I say, "I'm really happy today!"


“Momma,” I said this afternoon.
“Hmm?” She said in reply.
I spoke the words that my heart has been singing all day, “I’m really happy.”
Until the words flowed off of my tongue I hadn’t realized how long it has been since I said that.

It’s been a long time since I actually said that I’m happy.
That’s rather a melancholy thought.
Yet, all day those words I spoke to Momma have been ready to pour out of me.

I feel so blessed this week!
I had a terrible pain day Monday, but I’ve been doing so much better yesterday and today.
There are blessings and things to be thankful for all around me and the weather is so much cooler!
And, guess what?
My new school schedule is working! For the first time in a long time I’m finally finding a rhythm for my body. One day, one step at a time I’m moving forward.

I think that is what I’m learning.
I’m learning to be thankful for each day, each step, and each moment of grace.
I’m nowhere near perfect or done learning this lesson, but I’m learning.
It’s a glorious feeling to be moving forward in school! Now, I also realize that I’m little miss overachiever and if I don’t watch myself I’m going to try to plan the course of my life down to the minute detail after two successful days. (Have I mentioned I’m rather a planner and that I can go a little crazy with over planning?) Last autumn I didn’t recognize how dangerous that aspect of myself is to my health. It’s so easy for me to get ahead of myself with plans and suddenly wanting to take on the world after a small success. So, I'm working on stopping myself from going crazy planning wise and learning not to take on the entire world after two successful days. (I would like to take a moment to say I'm extremely thankful for my Momma. She is amazing and helps speak wisdom into my life about this area- even when it is not what I want to hear. She can sum it up in one heart-piercing question, “Sarah, do you think that is wise?” Ooo…get’s me in a good way every time.)

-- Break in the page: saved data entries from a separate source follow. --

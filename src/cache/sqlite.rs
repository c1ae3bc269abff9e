//! SQLite-backed persistent cache backend.
//!
//! Schema: one table `cache_entries (key TEXT PRIMARY KEY, value TEXT,
//! expires_at INTEGER)` with `expires_at` in epoch seconds. Insertion order is
//! the implicit `rowid`: `INSERT OR REPLACE` always assigns a rowid above every
//! existing row, so reopening the file restores both contents and eviction
//! order without any side index.
//!
//! Expiry has whole-second granularity. Both the stored deadline and the
//! read time are truncated to epoch seconds, so an entry may disappear up to
//! one second before `created_at + ttl` but is never served after it.
//!
//! Each mutating call runs in a single transaction, so a failure never leaves
//! a partially applied `put`. Blocking SQLite calls run on the blocking pool.

use std::path::{Path, PathBuf};
use std::sync::{Arc, Mutex};
use std::time::Duration;

use async_trait::async_trait;
use rusqlite::{params, Connection, OptionalExtension};
use tracing::{debug, info};

use super::clock::Clock;
use super::key::CacheKey;
use super::stats::StatsRegistry;
use super::store::{CacheEntry, CacheStore};
use crate::error::{InspireError, Result};

const SCHEMA: &str = r#"
    CREATE TABLE IF NOT EXISTS cache_entries (
        key TEXT PRIMARY KEY NOT NULL,
        value TEXT NOT NULL,
        expires_at INTEGER NOT NULL
    );
    CREATE INDEX IF NOT EXISTS idx_cache_entries_expires ON cache_entries(expires_at);
"#;

#[derive(Debug, Default)]
struct PutOutcome {
    expired: usize,
    evicted: usize,
    entries: usize,
}

/// Durable store surviving process restarts. Single-process access only.
#[derive(Debug)]
pub struct SqliteStore {
    conn: Arc<Mutex<Connection>>,
    path: PathBuf,
    max_size: usize,
    clock: Arc<dyn Clock>,
    stats: Arc<StatsRegistry>,
}

impl SqliteStore {
    /// Open (or create) the database at `path` and load its row count.
    ///
    /// `max_size` is clamped to a minimum of 1.
    pub fn open(
        path: &Path,
        max_size: usize,
        clock: Arc<dyn Clock>,
        stats: Arc<StatsRegistry>,
    ) -> Result<Self> {
        if let Some(parent) = path.parent() {
            if !parent.as_os_str().is_empty() {
                std::fs::create_dir_all(parent).map_err(|e| {
                    InspireError::Store(format!(
                        "failed to create cache directory {}: {}",
                        parent.display(),
                        e
                    ))
                })?;
            }
        }

        let conn = Connection::open(path)?;
        conn.pragma_update(None, "journal_mode", "WAL")?;
        conn.pragma_update(None, "synchronous", "NORMAL")?;
        conn.busy_timeout(Duration::from_secs(5))?;
        conn.execute_batch(SCHEMA)?;
        let entries = count_rows(&conn)?;
        stats.set_entries(entries);
        info!(path = %path.display(), entries, "Opened persistent cache");

        Ok(Self {
            conn: Arc::new(Mutex::new(conn)),
            path: path.to_path_buf(),
            max_size: max_size.max(1),
            clock,
            stats,
        })
    }

    pub fn path(&self) -> &Path {
        &self.path
    }

    /// Run `f` against the connection on the blocking pool.
    async fn with_conn<T, F>(&self, f: F) -> Result<T>
    where
        T: Send + 'static,
        F: FnOnce(&mut Connection) -> rusqlite::Result<T> + Send + 'static,
    {
        let conn = Arc::clone(&self.conn);
        tokio::task::spawn_blocking(move || {
            let mut conn = conn.lock().expect("sqlite connection lock poisoned");
            f(&mut conn)
        })
        .await
        .map_err(|e| InspireError::Store(format!("cache task failed: {}", e)))?
        .map_err(InspireError::from)
    }
}

fn count_rows(conn: &Connection) -> rusqlite::Result<usize> {
    conn.query_row("SELECT COUNT(*) FROM cache_entries", [], |row| {
        row.get::<_, i64>(0)
    })
    .map(|n| n.max(0) as usize)
}

#[async_trait]
impl CacheStore for SqliteStore {
    fn backend(&self) -> &'static str {
        "sqlite"
    }

    fn max_size(&self) -> usize {
        self.max_size
    }

    async fn get(&self, key: &CacheKey) -> Result<Option<String>> {
        let now = self.clock.now().timestamp();
        let k = key.as_str().to_string();
        let (value, reaped) = self
            .with_conn(move |conn| {
                let row: Option<(String, i64)> = conn
                    .query_row(
                        "SELECT value, expires_at FROM cache_entries WHERE key = ?1",
                        params![k],
                        |row| Ok((row.get(0)?, row.get(1)?)),
                    )
                    .optional()?;
                match row {
                    Some((value, expires_at)) if now < expires_at => Ok((Some(value), None)),
                    Some(_) => {
                        conn.execute(
                            "DELETE FROM cache_entries WHERE key = ?1 AND expires_at <= ?2",
                            params![k, now],
                        )?;
                        Ok((None, Some(count_rows(conn)?)))
                    }
                    None => Ok((None, None)),
                }
            })
            .await?;

        if let Some(entries) = reaped {
            debug!(key = %key.short(), "Cache entry expired, removing");
            self.stats.record_expiration();
            self.stats.set_entries(entries);
        }
        Ok(value)
    }

    async fn put(&self, key: &CacheKey, value: String, ttl: Duration) -> Result<()> {
        let entry = CacheEntry::new(key.clone(), value, self.clock.now(), ttl);
        let now = entry.created_at.timestamp();
        let expires_at = entry.expires_at.timestamp();
        let max_size = self.max_size;

        let outcome = self
            .with_conn(move |conn| {
                let tx = conn.transaction()?;
                let mut outcome = PutOutcome::default();

                let exists = tx
                    .query_row(
                        "SELECT 1 FROM cache_entries WHERE key = ?1",
                        params![entry.key.as_str()],
                        |_| Ok(()),
                    )
                    .optional()?
                    .is_some();

                if !exists {
                    let count = count_rows(&tx)?;
                    if count >= max_size {
                        outcome.expired = tx.execute(
                            "DELETE FROM cache_entries WHERE expires_at <= ?1",
                            params![now],
                        )?;
                        let remaining = count - outcome.expired;
                        if remaining >= max_size {
                            let excess = (remaining + 1 - max_size) as i64;
                            outcome.evicted = tx.execute(
                                "DELETE FROM cache_entries WHERE rowid IN \
                                 (SELECT rowid FROM cache_entries ORDER BY rowid ASC LIMIT ?1)",
                                params![excess],
                            )?;
                        }
                    }
                }

                tx.execute(
                    "INSERT OR REPLACE INTO cache_entries (key, value, expires_at) \
                     VALUES (?1, ?2, ?3)",
                    params![entry.key.as_str(), entry.value, expires_at],
                )?;
                outcome.entries = count_rows(&tx)?;
                tx.commit()?;
                Ok(outcome)
            })
            .await?;

        if outcome.evicted > 0 {
            debug!(evicted = outcome.evicted, "Evicted oldest persistent cache entries");
        }
        self.stats.record_expirations(outcome.expired as u64);
        self.stats.record_evictions(outcome.evicted as u64);
        self.stats.set_entries(outcome.entries);
        Ok(())
    }

    async fn delete(&self, key: &CacheKey) -> Result<bool> {
        let k = key.as_str().to_string();
        let (removed, entries) = self
            .with_conn(move |conn| {
                let removed = conn.execute("DELETE FROM cache_entries WHERE key = ?1", params![k])?;
                Ok((removed > 0, count_rows(conn)?))
            })
            .await?;
        self.stats.set_entries(entries);
        Ok(removed)
    }

    async fn clear(&self) -> Result<()> {
        self.with_conn(|conn| conn.execute("DELETE FROM cache_entries", []))
            .await?;
        self.stats.set_entries(0);
        Ok(())
    }

    async fn size(&self) -> Result<usize> {
        self.with_conn(|conn| count_rows(conn)).await
    }
}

Circumstances will change, I don’t know what tomorrow will look like, but I’m choosing to celebrate that I am really happy and blessed today!  By the grace and blessings of my Daddy God I am really happy.
There is inexplicable joy found in Him and His steadfast love.

Steadfast love-
Those words and the way they sound cause me to overflow with joy lately.
Steadfast- Firm and unwavering.

I will continue to strive to take the new schedule one day and one step at a time.
I'll smile and take time to verbally say, "I am really happy today."

When was the last time you spoke it aloud that you are really happy?
When was the last time you were overwhelmed by the grace and blessings in your life?

Blessings,
Sarah

P.S. This weekend (or next weekend depending on if I want more of a test run to share) I'm planning on posting a CFS/FM diaries post about the school schedule in more detail. I want to see how I continue to do before I write that post.